Is the correct content included in the certificate/credential or health document?
Consensus data models, controlled vocabularies and data transformations allow consumers of health documents to understand content of a health document in a computable manner. Shared formats for expressing health policies in executable business rule libraries further allow consumers to validate the content against their own public health policies. Here these artifacts are defined using healthcare data specifications aligned with Health Level Seven International (HL7). HL7 is a not-for-profit, ANSI-accredited standards developing organization dedicated to providing a comprehensive framework and related standards for the exchange, integration, sharing and retrieval of electronic health information.
Is the vaccine credential, COVID certificate or other trusted health document verifiably from the purported issuer?
Has the certificate remained unaltered since it was issued?
Existing health data certificate standards use various well-defined methods of providing digital signatures in health documents based on public key cryptography methods. Public key distribution within the federated registry is standardized to allow actors across networks to retrieve and process public keys, metadata, business rules, revocation data from any other actor. Universal verifier applications can use the content shared within the federated registry to extract digital signatures from health documents and verify issuer and integrity of the document content according to the specifications established by the credential standard.
Is the certificate issuer trusted by the verifier?

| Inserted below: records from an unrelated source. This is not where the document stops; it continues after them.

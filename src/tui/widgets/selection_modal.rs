/// SelectionModal widget - centered popup for picking a game to track.
///
/// Renders one of four bodies: a loading notice, a retryable error, an
/// empty notice, or the list of available games with LIVE/ADDED badges.
/// Games already in the selection stay visible but render disabled.
use crate::config::DisplayConfig;
use crate::tui::widgets::{fit_width, RenderableWidget};
use crate::types::Game;
use ratatui::{
    buffer::Buffer,
    layout::Rect,
    style::Style,
    widgets::{Block, Borders, Clear, Widget},
};
use unicode_width::UnicodeWidthStr;

/// Preferred modal width including borders.
const MODAL_WIDTH: u16 = 48;

/// One selectable row in the loaded list.
#[derive(Debug, Clone)]
pub struct ModalRow {
    pub game: Game,
    pub already_added: bool,
}

#[derive(Debug, Clone)]
enum Body {
    Loading,
    Error(String),
    Empty,
    Games { rows: Vec<ModalRow>, cursor: usize },
}

#[derive(Debug, Clone)]
pub struct SelectionModal {
    body: Body,
}

impl SelectionModal {
    pub fn loading() -> Self {
        Self { body: Body::Loading }
    }

    pub fn error(message: impl Into<String>) -> Self {
        Self {
            body: Body::Error(message.into()),
        }
    }

    pub fn games(rows: Vec<ModalRow>, cursor: usize) -> Self {
        if rows.is_empty() {
            Self { body: Body::Empty }
        } else {
            Self {
                body: Body::Games { rows, cursor },
            }
        }
    }

    fn content_lines(&self) -> u16 {
        match &self.body {
            Body::Loading => 1,
            Body::Error(_) => 2,
            Body::Empty => 2,
            Body::Games { rows, .. } => rows.len() as u16,
        }
    }
}

impl RenderableWidget for SelectionModal {
    fn render(&self, area: Rect, buf: &mut Buffer, config: &DisplayConfig) {
        let modal_width = MODAL_WIDTH.min(area.width.saturating_sub(2));
        let modal_height = (self.content_lines() + 2).min(area.height);
        if modal_width < 10 || modal_height < 3 {
            return;
        }

        // Centered over the dashboard
        let modal_area = Rect {
            x: area.x + (area.width - modal_width) / 2,
            y: area.y + (area.height - modal_height) / 2,
            width: modal_width,
            height: modal_height,
        };

        Clear.render(modal_area, buf);
        let border_block = Block::default()
            .borders(Borders::ALL)
            .border_style(Style::default().fg(config.selection_fg))
            .title(" Select a game ");
        border_block.render(modal_area, buf);

        let inner = Rect {
            x: modal_area.x + 1,
            y: modal_area.y + 1,
            width: modal_area.width.saturating_sub(2),
            height: modal_area.height.saturating_sub(2),
        };

        match &self.body {
            Body::Loading => {
                buf.set_string(inner.x + 1, inner.y, "Loading games…", Style::default());
            }
            Body::Error(message) => {
                let text = fit_width(message, inner.width.saturating_sub(2) as usize);
                buf.set_string(inner.x + 1, inner.y, text, Style::default().fg(config.error_fg));
                if inner.height > 1 {
                    buf.set_string(
                        inner.x + 1,
                        inner.y + 1,
                        "Press r to retry",
                        Style::default(),
                    );
                }
            }
            Body::Empty => {
                buf.set_string(
                    inner.x + 1,
                    inner.y,
                    "No live or upcoming games right now.",
                    Style::default(),
                );
                if inner.height > 1 {
                    buf.set_string(
                        inner.x + 1,
                        inner.y + 1,
                        "Check back when games are in progress.",
                        Style::default(),
                    );
                }
            }
            Body::Games { rows, cursor } => {
                render_rows(rows, *cursor, inner, buf, config);
            }
        }
    }
}

fn render_rows(rows: &[ModalRow], cursor: usize, inner: Rect, buf: &mut Buffer, config: &DisplayConfig) {
    let selector = format!("{} ", config.box_chars.selector);
    for (idx, row) in rows.iter().enumerate() {
        let y = inner.y + idx as u16;
        if y >= inner.bottom() {
            break;
        }

        let badge = if row.already_added {
            "ADDED"
        } else if row.game.is_live {
            "LIVE"
        } else {
            ""
        };

        let row_style = if row.already_added {
            Style::default().fg(config.disabled_fg)
        } else if idx == cursor {
            Style::default().fg(config.selection_fg)
        } else {
            Style::default()
        };

        if idx == cursor {
            buf.set_string(inner.x, y, &selector, Style::default().fg(config.selection_fg));
        }

        let game = &row.game;
        let text = format!(
            "{} {} {} @ {}",
            game.sport_icon,
            game.sport,
            game.away_team.abbreviation_or_name(),
            game.home_team.abbreviation_or_name(),
        );
        let text_width = (inner.width as usize).saturating_sub(2 + 1 + badge.width() + 1);
        buf.set_string(inner.x + 2, y, fit_width(&text, text_width), row_style);

        if !badge.is_empty() {
            let badge_style = if row.already_added {
                Style::default().fg(config.disabled_fg)
            } else {
                Style::default().fg(config.live_fg)
            };
            let badge_x = inner.right().saturating_sub(badge.width() as u16 + 1);
            buf.set_string(badge_x, y, badge, badge_style);
        }
    }
}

The federated registry facilitates determination of trust through services for verifiers to discover issuers from within other networks and access governance policies for those networks. It provides infrastructure for technical governance of participating networks.
Is the individual person who they purport to be?
Is the certificate about this person?
Identity authentication and identity binding is out of scope for this framework and is determined by policies established at the individual verifier level.